Work request: Scan the entries for lines with the word "conclude" and copy those lines.

Exercise inputs:
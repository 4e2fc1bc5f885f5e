//! Slow cache: the service keeps answering from origin while the cache
//! link is delayed, and latency drops back once the toxic is removed.

mod common;

use async_trait::async_trait;
use common::{conclude, setup_or_skip, FaultSlot, Suite};
use reporter_harness::fault::select_fault;
use reporter_harness::scenario::blocks::{
    assert_alive, await_readiness, expect_success, let_fault_propagate, median_latency,
};
use reporter_harness::{ChaosScenario, DependencyKind, HarnessError, LogicalFault, PhaseContext, Result};
use std::time::Duration;

const LIST_TEMPLATES: &str = "/v1/templates?limit=1";
const LATENCY_MS: u64 = 3_000;
const JITTER_MS: u64 = 1_000;
const RECOVERED_LATENCY: Duration = Duration::from_secs(1);

struct CacheLatency<'a> {
    suite: &'a Suite,
    faults: FaultSlot,
}

#[async_trait]
impl ChaosScenario for CacheLatency<'_> {
    fn name(&self) -> &str {
        "cache-latency"
    }

    fn fault(&self) -> String {
        self.faults.describe()
    }

    async fn normal(&self, ctx: &PhaseContext) -> Result<()> {
        if self.suite.infra.proxy().await.is_none() {
            return Err(HarnessError::PreconditionUnmet(
                "latency needs the fault proxy".to_string(),
            ));
        }
        let client = &self.suite.client;
        client.wait_for_system_health(ctx.remaining(), &ctx.cancel).await?;
        expect_success(client.get(LIST_TEMPLATES, &ctx.cancel).await)?;
        let baseline = median_latency(client, LIST_TEMPLATES, 5, &ctx.cancel).await?;
        tracing::info!(?baseline, "baseline latency");
        Ok(())
    }

    async fn inject(&self, ctx: &PhaseContext) -> Result<()> {
        let fault = select_fault(
            &self.suite.infra,
            LogicalFault::Latency {
                kind: DependencyKind::Cache,
                latency_ms: LATENCY_MS,
                jitter_ms: JITTER_MS,
            },
        )
        .await?;
        self.faults.apply(fault, &ctx.cancel).await
    }

    async fn verify_failure(&self, ctx: &PhaseContext) -> Result<()> {
        let_fault_propagate(Duration::from_secs(1), &ctx.cancel).await?;
        let client = &self.suite.client;
        expect_success(client.get("/health", &ctx.cancel).await)?;
        let resp = expect_success(client.get(LIST_TEMPLATES, &ctx.cancel).await)?;
        tracing::info!(elapsed = ?resp.elapsed, "templates served with a slow cache");
        assert_alive(&self.suite.supervisor)
    }

    async fn restore(&self, ctx: &PhaseContext) -> Result<()> {
        self.faults.revert_all(&ctx.cancel).await?;
        await_readiness(&self.suite.client, self.suite.config.chaos.readiness_timeout, &ctx.cancel).await
    }

    async fn verify_recovery(&self, ctx: &PhaseContext) -> Result<()> {
        let latency = median_latency(&self.suite.client, LIST_TEMPLATES, 5, &ctx.cancel).await?;
        if latency >= RECOVERED_LATENCY {
            return Err(HarnessError::ProtocolViolation(format!(
                "median latency still {:?} after the toxic was removed",
                latency
            )));
        }
        Ok(())
    }
}

#[tokio::test(flavor = "multi_thread")]
async fn service_degrades_gracefully_with_slow_cache() {
    let Some(suite) = setup_or_skip("cache-latency", true).await else {
        return;
    };
    let scenario = CacheLatency {
        suite: &suite,
        faults: FaultSlot::default(),
    };
    let report = {
        let _lease = suite.infra.lease().await;
        suite.runner().run(&scenario).await
    };
    drop(scenario);
    conclude(suite, report).await;
}
//! Reporter harness - chaos, property and end-to-end testing for the report
//! generation service
//!
//! The harness never contains the service itself. It brings up the service's
//! dependencies in containers, runs the service binaries against them,
//! perturbs the dependencies and checks that the service recovers:
//! - docker / containers: dependency containers and their adapters
//! - orchestrator: the network, parallel startup and ordered teardown
//! - proxy: the fault proxy sidecar and its toxics
//! - supervisor: the API and worker processes
//! - probe: the HTTP client used against the service
//! - fault / scenario: fault primitives and the five-phase chaos protocol
//! - models / resilience / fuzz: DTOs, reference models and fuzz corpora

pub mod cancel;
pub mod config;
pub mod containers;
pub mod docker;
pub mod error;
pub mod fault;
pub mod fuzz;
pub mod logging;
pub mod models;
pub mod orchestrator;
pub mod probe;
pub mod proxy;
pub mod resilience;
pub mod scenario;
pub mod supervisor;

// Re-export commonly used types for easy access
pub use cancel::CancellationToken;
pub use config::{FaultStrategy, HarnessConfig};
pub use containers::{DependencyAdapter, DependencyEndpoint, DependencyKind};
pub use error::{ErrorKind, HarnessError, Result};
pub use fault::{CompositeFault, ContainerFault, Fault, LogicalFault, ProcessFault, ProxyFault};
pub use models::{CreateReportRequest, FilterCondition, FilterValue, ReportProbe, ReportStatus};
pub use orchestrator::{Endpoints, Infrastructure};
pub use probe::{HttpProbeClient, ProbeConfig, ProbeResponse};
pub use proxy::{FaultProxy, Toxic};
pub use scenario::{ChaosScenario, Phase, PhaseContext, ScenarioReport, ScenarioRunner};
pub use supervisor::ServiceSupervisor;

Task output:
use common::{conclude, setup_or_skip, FaultSlot, Suite};
    conclude(suite, report).await;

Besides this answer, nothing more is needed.